> WHAT YOU HAVE TO DO:
Of all the entries below, retype only the lines from the one with "assert!(Coordinate::from_lng_lat(&[127.0]).is_none());" through the one with "let (x, y) = seoul.to_world();", exactly as they appear.
══════════════════════════════
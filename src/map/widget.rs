//! Capability surface of the interactive map the overlays are drawn on.
//!
//! The map itself (tiles, camera, input) belongs to the host. Everything in
//! this crate reaches it only through [`MapWidget`], so the same registry
//! drives the desktop canvas and the recording double used in tests.

use std::fmt;
use std::rc::Rc;

use thiserror::Error;

use super::geo::{Coordinate, GeoBounds};

/// Opaque reference to one rendered object (marker, polyline or info window).
#[derive(Debug, Clone, Copy, PartialEq, Eq, Hash, PartialOrd, Ord)]
pub struct OverlayHandle(u64);

impl OverlayHandle {
    pub fn from_raw(id: u64) -> Self {
        Self(id)
    }

    pub fn raw(&self) -> u64 {
        self.0
    }
}

impl fmt::Display for OverlayHandle {
    fn fmt(&self, f: &mut fmt::Formatter<'_>) -> fmt::Result {
        write!(f, "overlay#{}", self.0)
    }
}

/// Returned when a listener is attached; hand it back to detach.
#[derive(Debug, Clone, Copy, PartialEq, Eq, Hash)]
pub struct ListenerToken(u64);

impl ListenerToken {
    pub fn from_raw(id: u64) -> Self {
        Self(id)
    }

    pub fn raw(&self) -> u64 {
        self.0
    }
}

#[derive(Debug, Clone, Copy, PartialEq, Eq)]
pub struct Rgb(pub u8, pub u8, pub u8);

impl Rgb {
    pub const WHITE: Rgb = Rgb(255, 255, 255);
}

/// What a marker icon looks like.
#[derive(Debug, Clone, PartialEq)]
pub enum IconImage {
    /// Bitmap served by the host, e.g. `/images/start.png`.
    Url(String),
    /// Filled circle with a short centered label.
    Badge { fill: Rgb, label: String, label_color: Rgb },
}

#[derive(Debug, Clone, PartialEq)]
pub struct MarkerIcon {
    pub image: IconImage,
    /// Square icon edge length in pixels.
    pub size: u32,
    /// Pixel offset of the icon point that sits on the marker position.
    pub anchor: (f32, f32),
}

impl MarkerIcon {
    /// Square icon anchored at its center.
    pub fn centered(image: IconImage, size: u32) -> Self {
        let half = size as f32 / 2.0;
        Self {
            image,
            size,
            anchor: (half, half),
        }
    }
}

#[derive(Debug, Clone, PartialEq)]
pub struct PolylineStyle {
    pub color: Rgb,
    pub weight: f32,
}

impl Default for PolylineStyle {
    fn default() -> Self {
        Self {
            color: Rgb(0x53, 0x47, 0xAA),
            weight: 5.0,
        }
    }
}

/// Text shown in an info window.
#[derive(Debug, Clone, PartialEq, Default)]
pub struct InfoContent {
    pub title: String,
    pub lines: Vec<String>,
}

pub type ZoomListener = Rc<dyn Fn(f64)>;
pub type ClickListener = Rc<dyn Fn()>;

#[derive(Debug, Error, Clone, PartialEq)]
pub enum MapError {
    #[error("unknown overlay {0}")]
    UnknownOverlay(OverlayHandle),
    #[error("{0} is not a marker")]
    NotAMarker(OverlayHandle),
    #[error("{0} is not an info window")]
    NotAnInfoWindow(OverlayHandle),
    #[error("map widget rejected the overlay: {0}")]
    Rejected(String),
}

/// Operations the overlay layer needs from the map widget.
///
/// Methods take `&self`: implementations keep their own interior state and
/// must not hold a borrow of it while invoking listeners, since listeners
/// call back into the widget.
pub trait MapWidget {
    fn create_marker(&self, position: Coordinate, icon: MarkerIcon) -> Result<OverlayHandle, MapError>;

    fn set_marker_icon(&self, marker: OverlayHandle, icon: MarkerIcon) -> Result<(), MapError>;

    fn create_polyline(&self, path: &[Coordinate], style: PolylineStyle) -> Result<OverlayHandle, MapError>;

    fn create_info_window(&self, content: InfoContent) -> Result<OverlayHandle, MapError>;

    /// Shows `window` attached to `marker`.
    fn open_info_window(&self, window: OverlayHandle, marker: OverlayHandle) -> Result<(), MapError>;

    /// Hides `window`. Closing a closed or unknown window is a no-op.
    fn close_info_window(&self, window: OverlayHandle);

    /// Takes the overlay off the map and releases its handle.
    fn remove_overlay(&self, handle: OverlayHandle);

    fn fit_bounds(&self, bounds: GeoBounds);

    fn on_zoom_changed(&self, listener: ZoomListener) -> ListenerToken;

    fn on_marker_click(&self, marker: OverlayHandle, listener: ClickListener) -> Result<ListenerToken, MapError>;

    fn remove_listener(&self, token: ListenerToken);

    fn zoom(&self) -> f64;
}
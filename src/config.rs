use std::time::Duration;

use thiserror::Error;

pub const API_URL_VAR: &str = "SAFEROUTE_API_URL";
pub const TIMEOUT_VAR: &str = "SAFEROUTE_TIMEOUT_SECS";

const DEFAULT_API_URL: &str = "http://localhost:3001";
const DEFAULT_TIMEOUT_SECS: u64 = 10;

#[derive(Debug, Error, PartialEq)]
pub enum ConfigError {
    #[error("{var} must be an http(s) URL, got {value:?}")]
    InvalidUrl { var: &'static str, value: String },
    #[error("{var} must be a positive number of seconds, got {value:?}")]
    InvalidTimeout { var: &'static str, value: String },
}

/// Where the direction backend lives and how long to wait for it.
#[derive(Debug, Clone, PartialEq)]
pub struct ServiceConfig {
    pub api_base_url: String,
    pub request_timeout: Duration,
}

impl Default for ServiceConfig {
    fn default() -> Self {
        Self {
            api_base_url: DEFAULT_API_URL.to_string(),
            request_timeout: Duration::from_secs(DEFAULT_TIMEOUT_SECS),
        }
    }
}

impl ServiceConfig {
    /// Reads the environment, including a `.env` file if one is present.
    pub fn from_env() -> Result<Self, ConfigError> {
        Self::from_lookup(|key| dotenv::var(key).ok())
    }

    /// Builds a config from any key lookup; unset keys keep their defaults.
    pub fn from_lookup(lookup: impl Fn(&str) -> Option<String>) -> Result<Self, ConfigError> {
        let mut config = Self::default();

        if let Some(url) = lookup(API_URL_VAR) {
            let url = url.trim();
            if !(url.starts_with("http://") || url.starts_with("https://")) {
                return Err(ConfigError::InvalidUrl {
                    var: API_URL_VAR,
                    value: url.to_string(),
                });
            }
            config.api_base_url = url.trim_end_matches('/').to_string();
        }

        if let Some(value) = lookup(TIMEOUT_VAR) {
            let secs = value
                .trim()
                .parse::<u64>()
                .ok()
                .filter(|secs| *secs > 0)
                .ok_or_else(|| ConfigError::InvalidTimeout {
                    var: TIMEOUT_VAR,
                    value: value.clone(),
                })?;
            config.request_timeout = Duration::from_secs(secs);
        }

        Ok(config)
    }
}
pub mod annotation;
pub mod geo;
pub mod info_window;
pub mod registry;
pub mod scaling;
pub mod widget;

#[cfg(test)]
pub(crate) mod testing;

pub use annotation::{Annotation, AnnotationKind};
pub use geo::{Coordinate, CoordinateParseError, GeoBounds};
pub use info_window::InfoWindowManager;
pub use registry::{OverlayError, OverlayRegistry};
pub use scaling::{marker_size, Endpoint, ZoomScaler};
pub use widget::{
    ClickListener, IconImage, InfoContent, ListenerToken, MapError, MapWidget, MarkerIcon, OverlayHandle,
    PolylineStyle, Rgb, ZoomListener,
};
pub mod client;
pub mod coordinator;
pub mod error;
pub mod format;
pub mod model;

pub use client::{parse_route_body, server_error_message, RouteBackend, RouteClient};
pub use coordinator::{DrawOutcome, RouteService, RouteTicket, Sequencer};
pub use error::{RouteError, RouteResult, SERVER_FALLBACK_MESSAGE};
pub use format::{format_distance, format_time, RouteDisplay};
pub use model::{CctvInfo, RouteRequest, RouteSummary, RouteType, SafetyInfo, StoreInfo};
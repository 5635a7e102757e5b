pub mod map_canvas;
pub mod my_app;
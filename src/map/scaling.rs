//! Zoom-dependent sizing of the start and goal markers.

use std::cell::Cell;
use std::rc::Rc;

use log::warn;

use super::widget::{IconImage, ListenerToken, MapWidget, MarkerIcon, OverlayHandle};

/// Icon edge length at [`REFERENCE_ZOOM`].
pub const BASE_MARKER_SIZE: f64 = 48.0;
pub const REFERENCE_ZOOM: f64 = 12.0;
const MIN_SCALE: f64 = 0.5;
const MAX_SCALE: f64 = 2.0;

/// Endpoint icon size in pixels for the given zoom level.
pub fn marker_size(zoom: f64) -> u32 {
    let scale = if zoom.is_finite() {
        (zoom / REFERENCE_ZOOM).clamp(MIN_SCALE, MAX_SCALE)
    } else {
        1.0
    };
    (BASE_MARKER_SIZE * scale).round() as u32
}

#[derive(Debug, Clone, Copy, PartialEq, Eq)]
pub enum Endpoint {
    Start,
    Goal,
}

impl Endpoint {
    pub fn icon_url(&self) -> &'static str {
        match self {
            Endpoint::Start => "/images/start.png",
            Endpoint::Goal => "/images/goal.png",
        }
    }

    pub fn icon(&self, size: u32) -> MarkerIcon {
        MarkerIcon::centered(IconImage::Url(self.icon_url().to_string()), size)
    }
}

/// Re-applies size and anchor to both endpoint markers.
pub fn rescale_endpoints(widget: &dyn MapWidget, start: OverlayHandle, goal: OverlayHandle, zoom: f64) {
    let size = marker_size(zoom);
    for (marker, endpoint) in [(start, Endpoint::Start), (goal, Endpoint::Goal)] {
        if let Err(err) = widget.set_marker_icon(marker, endpoint.icon(size)) {
            warn!("Failed to resize {:?} marker {}: {}", endpoint, marker, err);
        }
    }
}

/// A live zoom subscription for one pair of endpoint markers.
///
/// Detaching both unsubscribes and disarms the listener, so a zoom event
/// already being dispatched cannot reach markers that were just released.
#[derive(Debug)]
pub struct ZoomScaler {
    token: ListenerToken,
    armed: Rc<Cell<bool>>,
}

impl ZoomScaler {
    pub fn attach(widget: &Rc<dyn MapWidget>, start: OverlayHandle, goal: OverlayHandle) -> Self {
        let armed = Rc::new(Cell::new(true));
        let listener_armed = Rc::clone(&armed);
        let weak = Rc::downgrade(widget);

        let token = widget.on_zoom_changed(Rc::new(move |zoom| {
            if !listener_armed.get() {
                return;
            }
            if let Some(widget) = weak.upgrade() {
                rescale_endpoints(widget.as_ref(), start, goal, zoom);
            }
        }));

        Self { token, armed }
    }

    pub fn token(&self) -> ListenerToken {
        self.token
    }

    pub fn detach(self, widget: &dyn MapWidget) {
        self.armed.set(false);
        widget.remove_listener(self.token);
    }
}
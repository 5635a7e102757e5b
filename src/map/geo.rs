use std::fmt;
use std::str::FromStr;

use serde::{Deserialize, Serialize};
use thiserror::Error;

/// A WGS84 position.
#[derive(Debug, Deserialize, Serialize, Clone, Copy, PartialEq, Default)]
pub struct Coordinate {
    pub latitude: f64,
    pub longitude: f64,
}

impl Coordinate {
    pub fn new(latitude: f64, longitude: f64) -> Self {
        Self {
            latitude,
            longitude,
        }
    }

    /// Builds a coordinate from a GeoJSON position, which is `[lng, lat, ...]`.
    pub fn from_lng_lat(position: &[f64]) -> Option<Self> {
        match position {
            [lng, lat, ..] => Some(Self::new(*lat, *lng)),
            _ => None,
        }
    }

    /// `"lat,lng"`, the form the direction endpoints expect.
    pub fn to_query_value(&self) -> String {
        format!("{},{}", self.latitude, self.longitude)
    }

    /// Position in normalized Web Mercator space, both axes in `[0, 1]`.
    pub fn to_world(&self) -> (f64, f64) {
        let lat_rad = self.latitude.clamp(-85.051_128, 85.051_128).to_radians();
        let x = (self.longitude + 180.0) / 360.0;
        let y = (1.0 - (lat_rad.tan() + 1.0 / lat_rad.cos()).ln() / std::f64::consts::PI) / 2.0;
        (x, y)
    }

    /// Inverse of [`Coordinate::to_world`].
    pub fn from_world(x: f64, y: f64) -> Self {
        let longitude = x * 360.0 - 180.0;
        let latitude = (std::f64::consts::PI * (1.0 - 2.0 * y)).sinh().atan().to_degrees();
        Self::new(latitude, longitude)
    }
}

impl fmt::Display for Coordinate {
    fn fmt(&self, f: &mut fmt::Formatter<'_>) -> fmt::Result {
        write!(f, "{},{}", self.latitude, self.longitude)
    }
}

#[derive(Debug, Error, PartialEq)]
pub enum CoordinateParseError {
    #[error("expected \"lat,lng\", got {0:?}")]
    Format(String),
    #[error("latitude {0} is outside [-90, 90]")]
    Latitude(f64),
    #[error("longitude {0} is outside [-180, 180]")]
    Longitude(f64),
}

impl FromStr for Coordinate {
    type Err = CoordinateParseError;

    fn from_str(s: &str) -> Result<Self, Self::Err> {
        let format_err = || CoordinateParseError::Format(s.to_string());
        let (lat, lng) = s.split_once(',').ok_or_else(format_err)?;
        let latitude: f64 = lat.trim().parse().map_err(|_| format_err())?;
        let longitude: f64 = lng.trim().parse().map_err(|_| format_err())?;

        if !(-90.0..=90.0).contains(&latitude) {
            return Err(CoordinateParseError::Latitude(latitude));
        }
        if !(-180.0..=180.0).contains(&longitude) {
            return Err(CoordinateParseError::Longitude(longitude));
        }
        Ok(Self::new(latitude, longitude))
    }
}

/// Axis-aligned lat/lng box.
#[derive(Debug, Clone, Copy, PartialEq, Deserialize, Serialize)]
pub struct GeoBounds {
    south: f64, // minimum latitude
    west: f64,  // minimum longitude
    north: f64, // maximum latitude
    east: f64,  // maximum longitude
}

impl GeoBounds {
    pub fn from_point(point: Coordinate) -> Self {
        Self {
            south: point.latitude,
            west: point.longitude,
            north: point.latitude,
            east: point.longitude,
        }
    }

    /// Smallest box covering every point, or `None` for an empty slice.
    pub fn covering(points: &[Coordinate]) -> Option<Self> {
        let (first, rest) = points.split_first()?;
        let mut bounds = Self::from_point(*first);
        for point in rest {
            bounds.extend(*point);
        }
        Some(bounds)
    }

    pub fn extend(&mut self, point: Coordinate) {
        self.south = self.south.min(point.latitude);
        self.north = self.north.max(point.latitude);
        self.west = self.west.min(point.longitude);
        self.east = self.east.max(point.longitude);
    }

    pub fn south(&self) -> f64 {
        self.south
    }

    pub fn west(&self) -> f64 {
        self.west
    }

    pub fn north(&self) -> f64 {
        self.north
    }

    pub fn east(&self) -> f64 {
        self.east
    }

    pub fn center(&self) -> Coordinate {
        Coordinate::new((self.south + self.north) / 2.0, (self.west + self.east) / 2.0)
    }

    pub fn contains(&self, point: Coordinate) -> bool {
        self.south <= point.latitude
            && point.latitude <= self.north
            && self.west <= point.longitude
            && point.longitude <= self.east
    }
}

#[cfg(test)]
mod tests {
    use super::*;
    use approx::assert_relative_eq;

    #[test]
    fn parses_lat_lng_text() {
        let c: Coordinate = " 37.5665 , 126.9780 ".parse().unwrap();
        assert_relative_eq!(c.latitude, 37.5665);
        assert_relative_eq!(c.longitude, 126.978);
        assert_eq!(c.to_query_value(), "37.5665,126.978");
    }

    #[test]
    fn rejects_malformed_text() {
        assert!(matches!("37.5".parse::<Coordinate>(), Err(CoordinateParseError::Format(_))));
        assert!(matches!("a,b".parse::<Coordinate>(), Err(CoordinateParseError::Format(_))));
        assert_eq!("91,0".parse::<Coordinate>(), Err(CoordinateParseError::Latitude(91.0)));
        assert_eq!("0,181".parse::<Coordinate>(), Err(CoordinateParseError::Longitude(181.0)));
    }

    #[test]
    fn geojson_positions_are_lng_first() {
        let c = Coordinate::from_lng_lat(&[127.0, 37.0, 12.5]).unwrap();
        assert_eq!(c, Coordinate::new(37.0, 127.0));
        assert!(Coordinate::from_lng_lat(&[127.0]).is_none());
    }

    #[test]
    fn world_projection_round_trips_through_the_origin() {
        let (x, y) = Coordinate::new(0.0, 0.0).to_world();
        assert_relative_eq!(x, 0.5);
        assert_relative_eq!(y, 0.5, epsilon = 1e-12);

        let seoul = Coordinate::new(37.5665, 126.978);
        let (x, y) = seoul.to_world();
        let back = Coordinate::from_world(x, y);
        assert_relative_eq!(back.latitude, seoul.latitude, epsilon = 1e-9);
        assert_relative_eq!(back.longitude, seoul.longitude, epsilon = 1e-9);
    }

    #[test]
    fn covering_bounds_extends_over_every_point() {
        assert!(GeoBounds::covering(&[]).is_none());
        let bounds = GeoBounds::covering(&[
            Coordinate::new(1.0, 2.0),
            Coordinate::new(-1.0, 5.0),
            Coordinate::new(0.5, -3.0),
        ])
        .unwrap();
        assert_eq!((bounds.south(), bounds.north()), (-1.0, 1.0));
        assert_eq!((bounds.west(), bounds.east()), (-3.0, 5.0));
        assert!(bounds.contains(Coordinate::new(0.0, 0.0)));
        assert_eq!(bounds.center(), Coordinate::new(0.0, 1.0));
    }
}
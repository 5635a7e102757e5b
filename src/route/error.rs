use thiserror::Error;

use crate::map::OverlayError;

/// Message shown when the server fails without a readable reason.
pub const SERVER_FALLBACK_MESSAGE: &str = "경로 검색 실패";

/// Everything that can go wrong between asking for a route and seeing it drawn.
///
/// `Display` is the user-facing message.
#[derive(Error, Debug)]
pub enum RouteError {
    #[error("출발지와 도착지를 모두 지정해야 합니다")]
    MissingCoordinates,

    #[error("경로 검색에 실패했습니다")]
    Network(#[from] reqwest::Error),

    #[error("{message}")]
    Server { status: u16, message: String },

    #[error("경로 응답을 해석할 수 없습니다")]
    Decode(#[from] serde_json::Error),

    #[error("경로를 지도에 표시하지 못했습니다: {0}")]
    Overlay(#[from] OverlayError),
}

pub type RouteResult<T = super::RouteSummary> = std::result::Result<T, RouteError>;
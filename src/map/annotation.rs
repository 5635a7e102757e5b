//! Icons and popup text for the safety annotations drawn along safe routes.

use super::geo::Coordinate;
use super::widget::{IconImage, InfoContent, MarkerIcon, Rgb};
use crate::route::{CctvInfo, StoreInfo};

const ANNOTATION_ICON_SIZE: u32 = 24;
const CCTV_FILL: Rgb = Rgb(0xFF, 0xD7, 0x00);
const STORE_FILL: Rgb = Rgb(0x4C, 0xAF, 0x50);
const NO_ADDRESS: &str = "주소 정보 없음";

#[derive(Debug, Clone, Copy, PartialEq, Eq)]
pub enum AnnotationKind {
    Cctv,
    Store,
}

/// Something that can be pinned to the map with a clickable popup.
pub trait Annotation {
    fn kind(&self) -> AnnotationKind;
    fn position(&self) -> Coordinate;
    fn icon(&self) -> MarkerIcon;
    fn info(&self) -> InfoContent;
}

impl Annotation for CctvInfo {
    fn kind(&self) -> AnnotationKind {
        AnnotationKind::Cctv
    }

    fn position(&self) -> Coordinate {
        self.coordinate
    }

    fn icon(&self) -> MarkerIcon {
        let label = self.camera_count.unwrap_or(1).to_string();
        MarkerIcon::centered(
            IconImage::Badge {
                fill: CCTV_FILL,
                label,
                label_color: Rgb(0, 0, 0),
            },
            ANNOTATION_ICON_SIZE,
        )
    }

    fn info(&self) -> InfoContent {
        InfoContent {
            title: "CCTV 정보".to_string(),
            lines: vec![
                format!("카메라 수: {}대", self.camera_count.unwrap_or(1)),
                format!("설치 목적: {}", non_empty(&self.purpose).unwrap_or("안전 감시")),
                non_empty(&self.address).unwrap_or(NO_ADDRESS).to_string(),
            ],
        }
    }
}

impl Annotation for StoreInfo {
    fn kind(&self) -> AnnotationKind {
        AnnotationKind::Store
    }

    fn position(&self) -> Coordinate {
        self.coordinate
    }

    fn icon(&self) -> MarkerIcon {
        MarkerIcon::centered(
            IconImage::Badge {
                fill: STORE_FILL,
                label: "C".to_string(),
                label_color: Rgb::WHITE,
            },
            ANNOTATION_ICON_SIZE,
        )
    }

    fn info(&self) -> InfoContent {
        InfoContent {
            title: non_empty(&self.name).unwrap_or("편의점").to_string(),
            lines: vec![
                non_empty(&self.address).unwrap_or(NO_ADDRESS).to_string(),
                format!("거리: {}", non_empty(&self.distance).unwrap_or("정보 없음")),
            ],
        }
    }
}

fn non_empty(value: &Option<String>) -> Option<&str> {
    value.as_deref().filter(|s| !s.is_empty())
}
══════════════════════════════
> EXERCISE SOLUTION:
        assert!(Coordinate::from_lng_lat(&[127.0]).is_none());
    }

    #[test]
    fn world_projection_round_trips_through_the_origin() {
        let (x, y) = Coordinate::new(0.0, 0.0).to_world();
        assert_relative_eq!(x, 0.5);
        assert_relative_eq!(y, 0.5, epsilon = 1e-12);

        let seoul = Coordinate::new(37.5665, 126.978);
        let (x, y) = seoul.to_world();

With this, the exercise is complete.